Summer brings its own challenges: Last year, hungry bears roamed a city-owned campground where the homeless were resettled after the yard closed. Wildlife officials killed four bears after they broke into tents.

Bronson said he would rather spend a few hundred dollars per person for a plane ticket than spend about $100 a day to house and feed them. He said he didn’t care where they wanted to go; His job is to “make sure they don’t die on the streets of Anchorage.”

It is not clear if his proposal will go forward. There is not yet a plan or source of funding.

Dr. Ted Malla, an Inupiak resident who in 1990 became the first Alaskan to serve as the state’s health commissioner, said Anchorage should work with social workers and law enforcement to discover individual causes of homelessness and connect them to resources.

Buying an unprotected ticket to another city is a political game that has been around for years.
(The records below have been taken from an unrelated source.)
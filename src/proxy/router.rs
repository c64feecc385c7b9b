//! HTTP routing layer: path dispatch, auth gating, and the translation
//! pipeline.

use std::convert::Infallible;
use std::sync::Arc;

use axum::body::Body;
use axum::extract::State;
use axum::http::{header, HeaderMap, StatusCode};
use axum::response::{IntoResponse, Response};
use axum::routing::{get, post};
use axum::{Json, Router};
use futures::Stream;

use crate::config::GatewayConfig;
use crate::models;

use super::auth;
use super::envelope;
use super::stream;
use super::types::{ChatRequest, UpstreamPayload};
use super::upstream::UpstreamClient;

#[derive(Clone)]
pub struct GatewayState {
    config: Arc<GatewayConfig>,
    upstream: Arc<UpstreamClient>,
}

impl GatewayState {
    pub fn new(config: Arc<GatewayConfig>, upstream: Arc<UpstreamClient>) -> Self {
        Self { config, upstream }
    }
}

pub fn build_router(state: GatewayState) -> Router {
    Router::new()
        .route("/health", get(health_handler))
        .route("/v1/models", get(list_models_handler))
        .route("/v1/chat/completions", post(chat_completions_handler))
        .with_state(state)
}

async fn health_handler() -> Json<serde_json::Value> {
    Json(serde_json::json!({ "status": "ok" }))
}

async fn list_models_handler() -> Json<models::ModelList> {
    Json(models::model_catalog())
}

async fn chat_completions_handler(
    State(state): State<GatewayState>,
    headers: HeaderMap,
    Json(request): Json<ChatRequest>,
) -> Response {
    // The auth gate runs before anything touches the upstream.
    let credential = headers
        .get(header::AUTHORIZATION)
        .and_then(|v| v.to_str().ok());
    if !auth::verify_token(credential, &state.config.api_token) {
        return unauthorized();
    }

    let model = models::map_model_name(request.model.as_deref());
    let payload = UpstreamPayload {
        messages: request.messages,
        model: model.to_string(),
    };

    let response = match state.upstream.send(&payload, request.stream).await {
        Ok(response) => response,
        Err(err) => {
            tracing::error!(
                error = %err,
                error_type = %err.error_type(),
                "upstream request failed"
            );
            return err.into_response();
        }
    };

    if request.stream {
        return sse_response(stream::relay_sse(response.bytes_stream()));
    }

    match stream::collect_content(response.bytes_stream()).await {
        Ok(content) => Json(envelope::completion(content, model)).into_response(),
        Err(err) => {
            tracing::error!(
                error = %err,
                error_type = %err.error_type(),
                "failed to aggregate upstream response"
            );
            err.into_response()
        }
    }
}

fn unauthorized() -> Response {
    (
        StatusCode::UNAUTHORIZED,
        [(header::WWW_AUTHENTICATE, "Bearer")],
        Json(serde_json::json!({ "detail": "Invalid or missing authentication token" })),
    )
        .into_response()
}

/// Frame relayed lines as the client's SSE response. The content type
/// deliberately carries no charset suffix; some client implementations
/// reject `text/event-stream; charset=utf-8`.
fn sse_response(
    lines: impl Stream<Item = Result<String, Infallible>> + Send + 'static,
) -> Response {
    Response::builder()
        .status(StatusCode::OK)
        .header(header::CONTENT_TYPE, "text/event-stream")
        .header(header::CACHE_CONTROL, "no-cache")
        .header(header::CONNECTION, "keep-alive")
        .body(Body::from_stream(lines))
        .unwrap_or_else(|_| StatusCode::INTERNAL_SERVER_ERROR.into_response())
}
A number of US cities grappling with homelessness, including San Francisco, Seattle and Portland, Oregon, have also offered bus or plane tickets to homeless residents.

“People are not pawns, they are people,” Mala said.

While the mayor’s proposal focuses on warmer cities, it would also fund tickets to other locations in Alaska for those who want them.

Clarita Clark is left homeless after her medical team wants her to move from Point Hope to Anchorage for cancer treatment because Anchorage is getting warmer. The medical facility wouldn’t allow her husband to stay with her, so they pitched a tent in a sprawling campground to stay together.

After the recently found dead body of a teenager who overdosed in a portable toilet, Clarke longs to return to the coastal village of Point Hope in the Chukchi Sea, where her three grandchildren live.

“I have a family that loves me,” she said, adding that she would use the ticket and seek treatment closer to home.

Danny Parish is also leaving Alaska, but for another reason: he’s tired.

Parish has been selling his home of 29 years because it’s located directly across the street from Sullivan Arena. He said the misdeeds of some homeless people — including harassment, throwing bottles of vodka in his yard, poisoning his dog and using his driveway as a toilet — made his life a “holy hell.”

Parrish is convinced the yard will be used again this winter because there is no other plan.

He, too, hopes to move to the neighboring United States—Oregon, for a start—but not before asking the Anchorage captains for his own plane ticket.

“If they’re going to give it to anyone else, they should give me one,” Parrish said.